Riscatto, è ciò che cerca Leroy Sané dopo l’ultima stagione vissuta da spettatore a causa del brutto infortunio rimediato un anno fa. Il nuovo giocatore del Bayern Monaco nell’agosto del 2019 riportò la lesione al legamento crociato anteriore del ginocchio destro che lo costrinse a rimanere ai box per l’intera annata.

Oltre a questo, l’infortunio subito fece saltare il matrimonio tra il ventiquattrenne di Essen ed il club bavarese, posticipandolo di fatto di un anno; trasferimento che si è concretizzato lo scorso mese di luglio.

Sané

Dopo quattro anni al Manchester City alla corte di Pep Guardiola l’ex Schalke rientra in Germania con una voglia incredibile di tornare protagonista nei grandi palcoscenici del calcio internazionale, nazionale compresa. I campioni di Germania e d’Europa  hanno sborsato oltre cinquanta milioni di euro per assicurarsi le prestazioni dell’esterno offensivo, assegnandogli anche la maglia numero dieci, sulle spalle di Coutinho nella stagione appena terminata.

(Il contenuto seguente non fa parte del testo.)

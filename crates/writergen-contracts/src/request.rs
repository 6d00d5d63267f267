use serde::Serialize;
use serde_json::{json, Value};
use uuid::Uuid;

use crate::capability::CapabilityKind;
use crate::errors::Failure;
use crate::normalize::Recovery;

/// Identifies one start of a request. Results carrying an older ticket are
/// stale and must be dropped.
#[derive(Debug, Clone, Copy, PartialEq, Eq, Hash, PartialOrd, Ord, Serialize)]
pub struct Ticket(u64);

impl Ticket {
    pub fn value(self) -> u64 {
        self.0
    }
}

impl std::fmt::Display for Ticket {
    fn fmt(&self, f: &mut std::fmt::Formatter<'_>) -> std::fmt::Result {
        write!(f, "#{}", self.0)
    }
}

#[derive(Debug, Clone, Copy, PartialEq, Eq, Serialize)]
#[serde(rename_all = "snake_case")]
pub enum RequestStatus {
    Idle,
    Submitting,
    Running,
    Completed,
    Failed,
}

impl RequestStatus {
    pub fn as_str(self) -> &'static str {
        match self {
            Self::Idle => "idle",
            Self::Submitting => "submitting",
            Self::Running => "running",
            Self::Completed => "completed",
            Self::Failed => "failed",
        }
    }

    pub fn is_terminal(self) -> bool {
        matches!(self, Self::Completed | Self::Failed)
    }

    pub fn is_in_flight(self) -> bool {
        matches!(self, Self::Submitting | Self::Running)
    }
}

#[derive(Debug, Clone, PartialEq, Eq)]
pub enum NormalizedResult {
    Translation(String),
    EmotionClues(Vec<String>),
    ImageSet(Vec<String>),
    VideoClip(String),
}

impl NormalizedResult {
    pub fn kind(&self) -> CapabilityKind {
        match self {
            Self::Translation(_) => CapabilityKind::Translation,
            Self::EmotionClues(_) => CapabilityKind::Emotion,
            Self::ImageSet(_) => CapabilityKind::Image,
            Self::VideoClip(_) => CapabilityKind::Video,
        }
    }

    pub fn to_json(&self) -> Value {
        match self {
            Self::Translation(text) => json!({ "translation": text }),
            Self::EmotionClues(words) => json!({ "emotions": words }),
            Self::ImageSet(urls) => json!({ "image_urls": urls }),
            Self::VideoClip(url) => json!({ "video_url": url }),
        }
    }
}

#[derive(Debug, Clone, PartialEq, Eq)]
pub struct Completion {
    pub result: NormalizedResult,
    pub recovery: Recovery,
}

impl Completion {
    pub fn clean(result: NormalizedResult) -> Self {
        Self {
            result,
            recovery: Recovery::Clean,
        }
    }
}

#[derive(Debug, Clone, PartialEq, Eq)]
pub enum RequestState {
    Idle,
    Submitting {
        ticket: Ticket,
        input: String,
    },
    Running {
        ticket: Ticket,
        input: String,
        job_id: String,
    },
    Completed {
        ticket: Ticket,
        input: String,
        completion: Completion,
    },
    Failed {
        ticket: Ticket,
        input: String,
        failure: Failure,
    },
}

impl RequestState {
    pub fn status(&self) -> RequestStatus {
        match self {
            Self::Idle => RequestStatus::Idle,
            Self::Submitting { .. } => RequestStatus::Submitting,
            Self::Running { .. } => RequestStatus::Running,
            Self::Completed { .. } => RequestStatus::Completed,
            Self::Failed { .. } => RequestStatus::Failed,
        }
    }

    fn ticket(&self) -> Option<Ticket> {
        match self {
            Self::Idle => None,
            Self::Submitting { ticket, .. }
            | Self::Running { ticket, .. }
            | Self::Completed { ticket, .. }
            | Self::Failed { ticket, .. } => Some(*ticket),
        }
    }

    fn input(&self) -> Option<&str> {
        match self {
            Self::Idle => None,
            Self::Submitting { input, .. }
            | Self::Running { input, .. }
            | Self::Completed { input, .. }
            | Self::Failed { input, .. } => Some(input.as_str()),
        }
    }
}

/// One capability's request record, mutated only through the transitions
/// below.
#[derive(Debug, Clone)]
pub struct GenerationRequest {
    id: Option<Uuid>,
    kind: CapabilityKind,
    state: RequestState,
    raw_response: Option<String>,
    issued: u64,
}

impl GenerationRequest {
    pub fn new(kind: CapabilityKind) -> Self {
        Self {
            id: None,
            kind,
            state: RequestState::Idle,
            raw_response: None,
            issued: 0,
        }
    }

    pub fn kind(&self) -> CapabilityKind {
        self.kind
    }

    pub fn id(&self) -> Option<Uuid> {
        self.id
    }

    pub fn state(&self) -> &RequestState {
        &self.state
    }

    pub fn status(&self) -> RequestStatus {
        self.state.status()
    }

    pub fn ticket(&self) -> Option<Ticket> {
        self.state.ticket()
    }

    /// Input snapshot captured when the request started.
    pub fn input(&self) -> Option<&str> {
        self.state.input()
    }

    pub fn raw_response(&self) -> Option<&str> {
        self.raw_response.as_deref()
    }

    pub fn job_id(&self) -> Option<&str> {
        match &self.state {
            RequestState::Running { job_id, .. } => Some(job_id.as_str()),
            _ => None,
        }
    }

    pub fn completion(&self) -> Option<&Completion> {
        match &self.state {
            RequestState::Completed { completion, .. } => Some(completion),
            _ => None,
        }
    }

    pub fn result(&self) -> Option<&NormalizedResult> {
        self.completion().map(|completion| &completion.result)
    }

    pub fn failure(&self) -> Option<&Failure> {
        match &self.state {
            RequestState::Failed { failure, .. } => Some(failure),
            _ => None,
        }
    }

    /// Whether `ticket` belongs to the request currently in flight.
    pub fn is_current(&self, ticket: Ticket) -> bool {
        self.status().is_in_flight() && self.ticket() == Some(ticket)
    }

    /// `idle | failed → submitting`. Any other state leaves the record
    /// untouched and returns `None`.
    pub fn begin(&mut self, input: &str) -> Option<Ticket> {
        match self.state {
            RequestState::Idle | RequestState::Failed { .. } => {}
            RequestState::Submitting { .. }
            | RequestState::Running { .. }
            | RequestState::Completed { .. } => return None,
        }
        self.issued += 1;
        let ticket = Ticket(self.issued);
        self.id = Some(Uuid::new_v4());
        self.raw_response = None;
        self.state = RequestState::Submitting {
            ticket,
            input: input.to_string(),
        };
        Some(ticket)
    }

    /// `submitting → running` once the provider assigned a job id.
    pub fn mark_running(&mut self, ticket: Ticket, job_id: &str) -> bool {
        if self.kind != CapabilityKind::Video || job_id.trim().is_empty() {
            return false;
        }
        let RequestState::Submitting {
            ticket: current,
            input,
        } = &self.state
        else {
            return false;
        };
        if *current != ticket {
            return false;
        }
        self.state = RequestState::Running {
            ticket,
            input: input.clone(),
            job_id: job_id.to_string(),
        };
        true
    }

    /// `submitting | running → completed`.
    pub fn complete(
        &mut self,
        ticket: Ticket,
        completion: Completion,
        raw_response: Option<String>,
    ) -> bool {
        if completion.result.kind() != self.kind || !self.is_current(ticket) {
            return false;
        }
        let input = self.state.input().unwrap_or_default().to_string();
        self.raw_response = raw_response;
        self.state = RequestState::Completed {
            ticket,
            input,
            completion,
        };
        true
    }

    /// `submitting | running → failed`.
    pub fn fail(&mut self, ticket: Ticket, failure: Failure, raw_response: Option<String>) -> bool {
        if !self.is_current(ticket) {
            return false;
        }
        let input = self.state.input().unwrap_or_default().to_string();
        self.raw_response = raw_response;
        self.state = RequestState::Failed {
            ticket,
            input,
            failure,
        };
        true
    }

    /// `submitting | running → idle`. The cancelled ticket never matches
    /// again, so late results are dropped.
    pub fn cancel(&mut self) -> bool {
        if !self.status().is_in_flight() {
            return false;
        }
        self.state = RequestState::Idle;
        self.raw_response = None;
        true
    }

    /// `completed | failed → idle`.
    pub fn reset(&mut self) -> bool {
        if !self.status().is_terminal() {
            return false;
        }
        self.state = RequestState::Idle;
        self.raw_response = None;
        true
    }
}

Il Bayern con l’acquisto di Sané va a rimpolpare la batteria degli esterni formata da Serge Gnabry e Kingsley Coman, necessario dopo il ritorno a Barcellona per fine prestito di Philippe Coutinho e all’Inter di Ivan Perisic. Grande rapidità, abilità nei dribbling, ottima tecnica, devastante nell’uno contro uno, queste le principali caratteristiche del tedesco.

Sané

Lasciando perdere l’ultima stagione nella quale non ha giocato, nella precedente l’ex City ha realizzato 10 reti in Premier League e 4 in Champions. Tornare ai livelli che tutti quanti conoscono è il suo obiettivo, e quale posto migliore per fare ciò, se non a casa, in Germania e in un club come il Bayern.

Sané inoltre, deve riconquistare un posto da protagonista anche nella Nazionale in ottica Europeo, nella quale la concorrenza in quella zona del campo di certo non manca. Con Sané (24 anni) e Gnabry (25), il Bayern ha davanti a sé un futuro roseo per quel riguarda gli esterni d’attacco.

Sané

I due indosseranno rispettivamente la maglia numero dieci e sette (Gnabry lo scorso anno aveva il ventidue): e il pensiero inevitabilmente va subito a due calciatori che con questi numeri sulle spalle hanno scritto la storia degli ultimi 10 anni in Baviera.

Ripercorrere le orme di Robben e Ribery sarà difficile, ma questa è una coppia che promette decisamente bene.